In phonemeClassDefinition we’ll need to use Parsec’s modifyState function:

modifyState :: Monad m => (u -> u) -> ParsecT s u m ()

This type annotation does a great job of helping us understand what exactly happens within the function. Given some user state modifier (i.e., a function which takes an old user state of type u and creates a new one), a new parser is yielded which has a user state of type u and returns nothing.

Now phonemeClassDefinition will return nothing and instead modify the parser’s state (i.e., add entries to the phoneme class map).

phonemeClassDefinition :: ParsecT String PhonemeClassMap Identity ()

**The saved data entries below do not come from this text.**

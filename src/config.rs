//! Engine configuration
//!
//! Loaded from a JSON file; every field is optional and falls back to its
//! default. Validation runs on load.

use std::fs;
use std::path::Path;

use serde::{Deserialize, Serialize};
use thiserror::Error;

use crate::backend::StagingConfig;
use crate::observability::{LogTarget, Logger, Severity};

/// Configuration errors
#[derive(Debug, Error)]
pub enum ConfigError {
    #[error("Failed to read config: {0}")]
    Read(#[from] std::io::Error),

    #[error("Invalid config JSON: {0}")]
    Parse(#[from] serde_json::Error),

    #[error("Invalid config: {0}")]
    Invalid(String),
}

impl ConfigError {
    pub fn code(&self) -> &'static str {
        match self {
            ConfigError::Read(_) => "AERO_CONFIG_READ",
            ConfigError::Parse(_) => "AERO_CONFIG_PARSE",
            ConfigError::Invalid(_) => "AERO_CONFIG_INVALID",
        }
    }
}

/// Engine configuration
#[derive(Debug, Clone, PartialEq, Eq, Serialize, Deserialize)]
pub struct EngineConfig {
    /// Page size used when a caller does not ask for one
    #[serde(default = "default_page_size")]
    pub default_page_size: usize,

    /// Largest page size a request may ask for
    #[serde(default = "default_max_page_size")]
    pub max_page_size: usize,

    /// Whether the in-memory backend stages records
    #[serde(default = "default_staging_enabled")]
    pub staging_enabled: bool,

    /// Staging cache capacity
    #[serde(default = "default_staging_max_entries")]
    pub staging_max_entries: usize,

    /// Minimum log severity: trace, info, warn, error or fatal
    #[serde(default = "default_log_level")]
    pub log_level: String,
}

fn default_page_size() -> usize {
    20
}
fn default_max_page_size() -> usize {
    2000
}
fn default_staging_enabled() -> bool {
    true
}
fn default_staging_max_entries() -> usize {
    10_000
}
fn default_log_level() -> String {
    "info".to_string()
}

impl Default for EngineConfig {
    fn default() -> Self {
        Self {
            default_page_size: default_page_size(),
            max_page_size: default_max_page_size(),
            staging_enabled: default_staging_enabled(),
            staging_max_entries: default_staging_max_entries(),
            log_level: default_log_level(),
        }
    }
}

impl EngineConfig {
    /// Load configuration from file
    pub fn load(path: &Path) -> Result<Self, ConfigError> {
        let content = fs::read_to_string(path)?;
        Self::from_json(&content)
    }

    /// Parse and validate configuration text
    pub fn from_json(content: &str) -> Result<Self, ConfigError> {
        let config: EngineConfig = serde_json::from_str(content)?;
        config.validate()?;
        Ok(config)
    }

    /// Validates sizes and the log level
    pub fn validate(&self) -> Result<(), ConfigError> {
        if self.default_page_size == 0 {
            return Err(ConfigError::Invalid("default_page_size must be > 0".into()));
        }
        if self.max_page_size == 0 {
            return Err(ConfigError::Invalid("max_page_size must be > 0".into()));
        }
        if self.default_page_size > self.max_page_size {
            return Err(ConfigError::Invalid(format!(
                "default_page_size ({}) exceeds max_page_size ({})",
                self.default_page_size, self.max_page_size
            )));
        }
        if self.staging_enabled && self.staging_max_entries == 0 {
            return Err(ConfigError::Invalid(
                "staging_max_entries must be > 0 when staging is enabled".into(),
            ));
        }
        self.severity()?;
        Ok(())
    }

    /// Parsed minimum log severity
    pub fn severity(&self) -> Result<Severity, ConfigError> {
        Severity::parse(&self.log_level)
            .ok_or_else(|| ConfigError::Invalid(format!("Unknown log_level: '{}'", self.log_level)))
    }

    /// Staging settings for the in-memory backend
    pub fn staging(&self) -> StagingConfig {
        if self.staging_enabled {
            StagingConfig {
                enabled: true,
                max_entries: self.staging_max_entries,
            }
        } else {
            StagingConfig::disabled()
        }
    }

    /// Logger writing to stderr at the configured level
    pub fn logger(&self) -> Logger {
        Logger::new(self.severity().unwrap_or(Severity::Info), LogTarget::Stderr)
    }
}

We want to modify this map by inserting an entry whose contents will be equal . We run into a familiar problem, however, since insert was not built explicitly for use with the ParsecT s u m context:

insert :: a -> b -> Map a b -> Map a b

Let’s lift insert into the ParsecT s u m functor:

(<$>) insert :: (Functor f, Ord a) => f a -> f (a1 -> Map a a1
                                                   -> Map a a1)
insert <$> anyPhonemeClass
    :: ParsecT String PhonemeClassMap Identity (a -> Map Char a
                                                  -> Map Char a)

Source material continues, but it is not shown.